_INSTRUCTIONS TO FOLLOW_
Take the data below and filter it for lines containing the word "axum"; show each line found.

[Collected data entries]

____________________

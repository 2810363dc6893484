//! HTTP Basic authentication with a constant-time credential check.

use std::sync::Arc;

use axum::extract::{Request, State};
use axum::http::{HeaderValue, StatusCode};
use axum::http::header::{AUTHORIZATION, WWW_AUTHENTICATE};
use axum::middleware::Next;
use axum::response::Response;
use base64::Engine;
use base64::engine::general_purpose::STANDARD;
use subtle::{Choice, ConstantTimeEq};
use tracing::debug;

use crate::routes::json_response;

pub const REALM: &str = "Basic realm=\"Authorization Required\"";

/// One accepted (username, password) pair.
pub struct BasicAuth {
    username: Vec<u8>,
    password: Vec<u8>,
}

impl BasicAuth {
    pub fn new(username: &str, password: &str) -> Self {
        Self {
            username: username.as_bytes().to_vec(),
            password: password.as_bytes().to_vec(),
        }
    }

    /// Check an `Authorization` header value. The scheme is matched
    /// case-insensitively and surrounding whitespace is ignored.
    pub fn verify(&self, header: &[u8]) -> bool {
        match parse_basic(header) {
            Some((username, password)) => bool::from(self.matches(&username, &password)),
            None => false,
        }
    }

    /// Both fields are always compared; the result is combined without
    /// branching.
    pub fn matches(&self, username: &[u8], password: &[u8]) -> Choice {
        secure_compare(username, &self.username) & secure_compare(password, &self.password)
    }
}

/// Decoded `username:password` from a `Basic` credential. The password may
/// contain colons.
fn parse_basic(header: &[u8]) -> Option<(Vec<u8>, Vec<u8>)> {
    let header = std::str::from_utf8(header).ok()?.trim();
    let (scheme, token) = header.split_once(char::is_whitespace)?;
    if !scheme.eq_ignore_ascii_case("basic") {
        return None;
    }
    let mut decoded = STANDARD.decode(token.trim()).ok()?;
    let colon = decoded.iter().position(|&b| b == b':')?;
    let password = decoded.split_off(colon + 1);
    decoded.truncate(colon);
    Some((decoded, password))
}

/// Equal-length inputs are compared in constant time. On a length mismatch
/// `actual` is still compared against itself so the work done does not
/// depend on where the inputs differ.
pub fn secure_compare(given: &[u8], actual: &[u8]) -> Choice {
    if given.len() == actual.len() {
        return given.ct_eq(actual);
    }
    let _ = actual.ct_eq(actual);
    Choice::from(0)
}

pub(crate) async fn require_basic_auth(
    State(auth): State<Arc<BasicAuth>>,
    request: Request,
    next: Next,
) -> Response {
    let header = request
        .headers()
        .get(AUTHORIZATION)
        .map(|v| v.as_bytes())
        .unwrap_or_default();
    if auth.verify(header) {
        return next.run(request).await;
    }
    debug!(uri = %request.uri(), "rejected request without valid credentials");
    let mut response = json_response(
        StatusCode::UNAUTHORIZED,
        &serde_json::json!({ "error": "Not Authorized" }),
    );
    response
        .headers_mut()
        .insert(WWW_AUTHENTICATE, HeaderValue::from_static(REALM));
    response
}

#[cfg(test)]
mod tests {
    use super::*;

    fn basic(credentials: &str) -> String {
        format!("Basic {}", STANDARD.encode(credentials))
    }

    #[test]
    fn compares_whole_input() {
        assert!(bool::from(secure_compare(b"abc", b"abc")));
        assert!(!bool::from(secure_compare(b"abd", b"abc")));
        assert!(!bool::from(secure_compare(b"xbc", b"abc")));
        assert!(!bool::from(secure_compare(b"ab", b"abc")));
        assert!(!bool::from(secure_compare(b"", b"abc")));
    }

    #[test]
    fn header_for_known_credentials() {
        let auth = BasicAuth::new("admin", "password");
        assert!(auth.verify(b"Basic YWRtaW46cGFzc3dvcmQ="));
        assert!(!auth.verify(b"Basic YWRtaW46cGFzc3dvcmR4"));
        assert!(!auth.verify(b"YWRtaW46cGFzc3dvcmQ="));
        assert!(!auth.verify(b"Bearer YWRtaW46cGFzc3dvcmQ="));
        assert!(!auth.verify(b"Basic !!!"));
        assert!(!auth.verify(b""));
    }

    #[test]
    fn scheme_is_case_insensitive_and_whitespace_tolerant() {
        let auth = BasicAuth::new("admin", "password");
        assert!(auth.verify(b"basic YWRtaW46cGFzc3dvcmQ="));
        assert!(auth.verify(b"BASIC YWRtaW46cGFzc3dvcmQ="));
        assert!(auth.verify(b"  Basic   YWRtaW46cGFzc3dvcmQ=  "));
    }

    #[test]
    fn password_may_contain_colons() {
        let auth = BasicAuth::new("admin", "pa:ss");
        assert!(auth.verify(basic("admin:pa:ss").as_bytes()));
        assert!(!auth.verify(basic("admin:pa").as_bytes()));
        assert!(!auth.verify(basic("adminpass").as_bytes()));
    }

    #[test]
    fn both_fields_are_checked() {
        let auth = BasicAuth::new("admin", "password");
        assert!(bool::from(auth.matches(b"admin", b"password")));
        assert!(!bool::from(auth.matches(b"admin", b"passwore")));
        assert!(!bool::from(auth.matches(b"admin0", b"password")));
        assert!(!bool::from(auth.matches(b"root", b"password")));
        assert!(!bool::from(auth.matches(b"", b"")));
    }
}
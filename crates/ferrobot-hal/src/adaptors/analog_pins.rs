//! [`AnalogPinsAdaptor`] – lazily opened sysfs analog pins behind a platform
//! pin translator. Platform adaptors embed it to provide
//! [`AnalogReader`](crate::AnalogReader) / [`AnalogWriter`](crate::AnalogWriter).

use std::collections::HashMap;
use std::sync::Arc;

use ferrobot_types::FerroError;
use parking_lot::Mutex;

use crate::system::{AnalogPinConfig, Filesystem, SysfsAnalogPin};

/// Maps a pin identifier such as `"thermal_zone0"` or `"AIN1"` to its sysfs
/// configuration.
pub type AnalogPinTranslator = Box<dyn Fn(&str) -> Result<AnalogPinConfig, FerroError> + Send + Sync>;

pub struct AnalogPinsAdaptor {
    fs: Arc<dyn Filesystem>,
    translate: AnalogPinTranslator,
    /// `None` until connected.
    pins: Mutex<Option<HashMap<String, Arc<SysfsAnalogPin>>>>,
}

impl AnalogPinsAdaptor {
    pub fn new(fs: Arc<dyn Filesystem>, translate: AnalogPinTranslator) -> Self {
        Self {
            fs,
            translate,
            pins: Mutex::new(None),
        }
    }

    /// Start with an empty pin cache.
    pub fn connect(&self) {
        *self.pins.lock() = Some(HashMap::new());
    }

    /// Drop every cached pin. Idempotent; nothing is written to sysfs.
    pub fn finalize(&self) {
        *self.pins.lock() = None;
    }

    pub fn is_connected(&self) -> bool {
        self.pins.lock().is_some()
    }

    /// Number of pins opened since the last `connect`.
    pub fn open_pins(&self) -> usize {
        self.pins.lock().as_ref().map_or(0, HashMap::len)
    }

    /// # Errors
    ///
    /// Fails before `connect`, on unknown ids, on pins not configured as
    /// readable, and on filesystem errors.
    pub fn analog_read(&self, id: &str) -> Result<i32, FerroError> {
        self.pin(id)?.read()
    }

    /// # Errors
    ///
    /// Fails before `connect`, on unknown ids, on pins not configured as
    /// writable, and on filesystem errors.
    pub fn analog_write(&self, id: &str, value: i32) -> Result<(), FerroError> {
        self.pin(id)?.write(value)
    }

    fn pin(&self, id: &str) -> Result<Arc<SysfsAnalogPin>, FerroError> {
        let mut guard = self.pins.lock();
        let pins = guard
            .as_mut()
            .ok_or_else(|| FerroError::NotConnected("analog pins adaptor".into()))?;
        if let Some(pin) = pins.get(id) {
            return Ok(Arc::clone(pin));
        }
        let config = (self.translate)(id)?;
        let pin = Arc::new(SysfsAnalogPin::new(Arc::clone(&self.fs), config));
        pins.insert(id.to_string(), Arc::clone(&pin));
        Ok(pin)
    }
}

#[cfg(test)]
mod tests {
    use super::*;
    use crate::system::MockFilesystem;

    const READ_PATH: &str = "/sys/bus/iio/devices/iio:device0/in_voltage0_raw";
    const WRITE_PATH: &str = "/sys/devices/platform/pwm/pwmchip3/export";
    const RW_PATH: &str = "/sys/devices/platform/pwm/pwmchip3/pwm44/period";

    fn translator() -> AnalogPinTranslator {
        Box::new(|id| {
            let (path, readable, writable, buffer_length) = match id {
                "read" => (READ_PATH, true, false, 10),
                "write" => (WRITE_PATH, false, true, 11),
                "read/write" => (RW_PATH, true, true, 12),
                _ => return Err(FerroError::UnknownPin(id.to_string())),
            };
            Ok(AnalogPinConfig {
                path: path.to_string(),
                readable,
                writable,
                buffer_length,
            })
        })
    }

    fn adaptor() -> (AnalogPinsAdaptor, Arc<MockFilesystem>) {
        let fs = Arc::new(MockFilesystem::new([READ_PATH, WRITE_PATH, RW_PATH]));
        fs.set_contents(READ_PATH, "54321");
        fs.set_contents(WRITE_PATH, "0");
        fs.set_contents(RW_PATH, "30000");
        let a = AnalogPinsAdaptor::new(Arc::clone(&fs) as Arc<dyn Filesystem>, translator());
        (a, fs)
    }

    #[test]
    fn io_before_connect_fails() {
        let (a, _) = adaptor();
        let err = a.analog_write("write", 1).unwrap_err();
        assert!(err.to_string().contains("not connected"));
        a.connect();
        assert!(a.is_connected());
        assert_eq!(a.open_pins(), 0);
    }

    #[test]
    fn finalize_is_idempotent_and_clears_pins() {
        let (a, _) = adaptor();
        a.finalize();
        a.connect();
        a.analog_write("write", 1).unwrap();
        assert_eq!(a.open_pins(), 1);
        a.finalize();
        assert_eq!(a.open_pins(), 0);
        a.finalize();
        assert!(!a.is_connected());
    }

    #[test]
    fn reconnect_starts_with_empty_cache() {
        let (a, _) = adaptor();
        a.connect();
        a.analog_read("read/write").unwrap();
        a.finalize();
        a.connect();
        assert_eq!(a.open_pins(), 0);
    }

    #[test]
    fn read_and_write_through_translator() {
        let (a, fs) = adaptor();
        a.connect();
        assert_eq!(a.analog_read("read").unwrap(), 54321);
        a.analog_write("write", 100).unwrap();
        assert_eq!(fs.contents(WRITE_PATH).as_deref(), Some("100"));
        assert_eq!(a.analog_read("read/write").unwrap(), 30000);
    }

    #[test]
    fn translator_and_permission_errors() {
        let (a, fs) = adaptor();
        a.connect();
        assert_eq!(
            a.analog_read("notexist").unwrap_err(),
            FerroError::UnknownPin("notexist".into())
        );
        assert!(a.analog_write("read", 1).unwrap_err().to_string().contains("not allowed to write"));
        assert!(a.analog_read("write").unwrap_err().to_string().contains("not allowed to read"));
        fs.set_write_error(true);
        assert!(a.analog_write("read/write", 5).is_err());
        assert_eq!(fs.contents(RW_PATH).as_deref(), Some("30000"));
    }
}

____________________

_RESULT OF THE TASK_
use axum::extract::{Request, State};
use axum::http::{HeaderValue, StatusCode};
use axum::http::header::{AUTHORIZATION, WWW_AUTHENTICATE};
use axum::middleware::Next;
use axum::response::Response;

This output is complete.